== TASK DETAILS ==
Please return every line below that contains the string "Option".

Top of MATERIAL TO PROCESS

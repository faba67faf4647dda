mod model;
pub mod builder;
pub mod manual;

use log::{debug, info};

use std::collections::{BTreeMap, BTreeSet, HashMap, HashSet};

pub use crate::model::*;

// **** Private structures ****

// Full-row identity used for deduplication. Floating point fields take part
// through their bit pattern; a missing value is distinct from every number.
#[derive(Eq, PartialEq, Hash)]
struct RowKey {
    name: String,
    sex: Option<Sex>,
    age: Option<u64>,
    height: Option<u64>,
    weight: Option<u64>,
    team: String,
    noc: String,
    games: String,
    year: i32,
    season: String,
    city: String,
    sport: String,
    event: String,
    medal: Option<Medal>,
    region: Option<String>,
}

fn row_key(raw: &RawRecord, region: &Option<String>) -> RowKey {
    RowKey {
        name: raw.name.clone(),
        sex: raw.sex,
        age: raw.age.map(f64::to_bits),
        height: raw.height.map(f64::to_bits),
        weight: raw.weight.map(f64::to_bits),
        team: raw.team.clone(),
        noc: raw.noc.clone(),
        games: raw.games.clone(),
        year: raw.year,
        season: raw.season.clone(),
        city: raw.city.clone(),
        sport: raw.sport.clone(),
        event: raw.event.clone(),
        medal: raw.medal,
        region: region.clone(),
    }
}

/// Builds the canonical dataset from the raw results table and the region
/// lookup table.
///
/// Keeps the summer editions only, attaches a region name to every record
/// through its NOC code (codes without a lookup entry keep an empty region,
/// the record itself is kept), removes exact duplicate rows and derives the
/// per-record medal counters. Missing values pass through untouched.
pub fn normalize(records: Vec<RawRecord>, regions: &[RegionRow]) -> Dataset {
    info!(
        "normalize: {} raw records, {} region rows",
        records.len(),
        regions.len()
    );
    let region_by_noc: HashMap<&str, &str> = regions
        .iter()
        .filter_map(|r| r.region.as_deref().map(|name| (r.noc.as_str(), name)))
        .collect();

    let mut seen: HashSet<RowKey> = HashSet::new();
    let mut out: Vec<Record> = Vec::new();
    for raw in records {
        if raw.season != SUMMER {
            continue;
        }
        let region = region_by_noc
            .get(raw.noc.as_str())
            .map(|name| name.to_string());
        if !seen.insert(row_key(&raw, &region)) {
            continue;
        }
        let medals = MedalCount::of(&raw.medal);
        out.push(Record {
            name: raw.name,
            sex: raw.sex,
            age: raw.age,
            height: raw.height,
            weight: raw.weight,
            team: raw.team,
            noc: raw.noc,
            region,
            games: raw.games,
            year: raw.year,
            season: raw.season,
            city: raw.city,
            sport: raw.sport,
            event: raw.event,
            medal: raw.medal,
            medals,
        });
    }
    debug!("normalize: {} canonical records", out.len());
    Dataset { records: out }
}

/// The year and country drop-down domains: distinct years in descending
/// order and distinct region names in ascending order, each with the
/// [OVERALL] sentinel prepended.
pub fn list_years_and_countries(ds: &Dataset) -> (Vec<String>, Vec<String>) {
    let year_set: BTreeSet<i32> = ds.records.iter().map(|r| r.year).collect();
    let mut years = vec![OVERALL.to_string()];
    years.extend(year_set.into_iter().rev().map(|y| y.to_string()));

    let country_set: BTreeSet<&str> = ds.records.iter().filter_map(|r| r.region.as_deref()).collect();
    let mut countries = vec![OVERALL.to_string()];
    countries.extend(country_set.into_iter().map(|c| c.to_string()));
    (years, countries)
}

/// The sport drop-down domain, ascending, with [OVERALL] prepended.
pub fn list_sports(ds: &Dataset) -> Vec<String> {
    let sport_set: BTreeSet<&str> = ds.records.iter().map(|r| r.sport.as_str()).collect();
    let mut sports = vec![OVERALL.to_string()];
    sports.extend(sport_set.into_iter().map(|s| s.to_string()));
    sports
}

Bottom of MATERIAL TO PROCESS

== YOUR RESPONSE ==
    sex: Option<Sex>,
    age: Option<u64>,
    height: Option<u64>,
    weight: Option<u64>,
    medal: Option<Medal>,
    region: Option<String>,
fn row_key(raw: &RawRecord, region: &Option<String>) -> RowKey {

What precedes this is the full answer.